Collection entries:
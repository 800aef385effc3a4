//! Derived payment views
//!
//! A payment is either an outstanding request or an adapted ledger
//! transaction. Payments are rebuilt on every query and never persisted.

use chrono::{DateTime, Utc};
use serde::{Deserialize, Serialize};

use crate::fiat::FiatPayment;
use crate::ledger::Classification;
use crate::request::PaymentRequest;
use crate::status::{PaymentStatus, PaymentType};

/// Ledger transaction adapted to the wallet's point of view
#[derive(Debug, Clone, PartialEq, Eq, Serialize, Deserialize)]
pub struct TransactionPayment {
    /// Transaction hash
    pub hash: String,
    /// Last update time
    pub date: DateTime<Utc>,
    /// Derived status
    pub status: PaymentStatus,
    /// Net signed value in base units
    pub amount: i64,
    /// Fiat valuation (pinned at first observation)
    pub amount_fiat: FiatPayment,
    /// Mining fee, outgoing only
    pub mining_fee: Option<u64>,
    /// Client fee, outgoing only
    pub client_fee: Option<u64>,
    /// Confidence classification, if the ledger reported one
    pub classification: Option<Classification>,
    /// Direction and progress
    pub payment_type: PaymentType,
    /// Human-readable description
    pub description: String,
    /// User note (empty when none)
    pub note: String,
    /// Coinbase flag
    pub is_coinbase: bool,
    /// Destination of every output
    pub output_addresses: Vec<String>,
    /// Hex of the serialized transaction
    pub raw_transaction: String,
    /// Serialized size in bytes
    pub size: usize,
}

/// Entry in the payments list
#[derive(Debug, Clone, PartialEq, Eq, Serialize, Deserialize)]
pub enum Payment {
    /// Payment request that is not yet fully funded
    Request(PaymentRequest),
    /// Adapted transaction
    Transaction(TransactionPayment),
}

impl Payment {
    /// Signed amount in base units
    pub fn amount(&self) -> i64 {
        match self {
            Payment::Request(request) => i64::try_from(request.amount).unwrap_or(i64::MAX),
            Payment::Transaction(tx) => tx.amount,
        }
    }

    /// Date used for ordering
    pub fn date(&self) -> DateTime<Utc> {
        match self {
            Payment::Request(request) => request.date,
            Payment::Transaction(tx) => tx.date,
        }
    }

    /// Status
    pub fn status(&self) -> PaymentStatus {
        match self {
            Payment::Request(request) => request.status(),
            Payment::Transaction(tx) => tx.status,
        }
    }

    /// Type
    pub fn payment_type(&self) -> PaymentType {
        match self {
            Payment::Request(request) => request.payment_type(),
            Payment::Transaction(tx) => tx.payment_type,
        }
    }

    /// Description; a request is described by its label
    pub fn description(&self) -> &str {
        match self {
            Payment::Request(request) => request.label.as_deref().unwrap_or_default(),
            Payment::Transaction(tx) => &tx.description,
        }
    }

    /// Note (empty when none)
    pub fn note(&self) -> &str {
        match self {
            Payment::Request(request) => request.note.as_deref().unwrap_or_default(),
            Payment::Transaction(tx) => &tx.note,
        }
    }

    /// Fiat valuation
    pub fn amount_fiat(&self) -> &FiatPayment {
        match self {
            Payment::Request(request) => &request.amount_fiat,
            Payment::Transaction(tx) => &tx.amount_fiat,
        }
    }

    /// The request, if this is one
    pub fn as_request(&self) -> Option<&PaymentRequest> {
        match self {
            Payment::Request(request) => Some(request),
            Payment::Transaction(_) => None,
        }
    }

    /// The transaction, if this is one
    pub fn as_transaction(&self) -> Option<&TransactionPayment> {
        match self {
            Payment::Request(_) => None,
            Payment::Transaction(tx) => Some(tx),
        }
    }
}

impl From<PaymentRequest> for Payment {
    fn from(request: PaymentRequest) -> Self {
        Payment::Request(request)
    }
}

impl From<TransactionPayment> for Payment {
    fn from(tx: TransactionPayment) -> Self {
        Payment::Transaction(tx)
    }
}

[Task to carry out] Please write out exactly the lines from the start of the data through the line that contains "point of view", both ends included, and nothing else.

[Response area]
repository 800aef385effc3a4
//! Derived payment views
//!
//! A payment is either an outstanding request or an adapted ledger
//! transaction. Payments are rebuilt on every query and never persisted.

use chrono::{DateTime, Utc};
use serde::{Deserialize, Serialize};

use crate::fiat::FiatPayment;
use crate::ledger::Classification;
use crate::request::PaymentRequest;
use crate::status::{PaymentStatus, PaymentType};

/// Ledger transaction adapted to the wallet's point of view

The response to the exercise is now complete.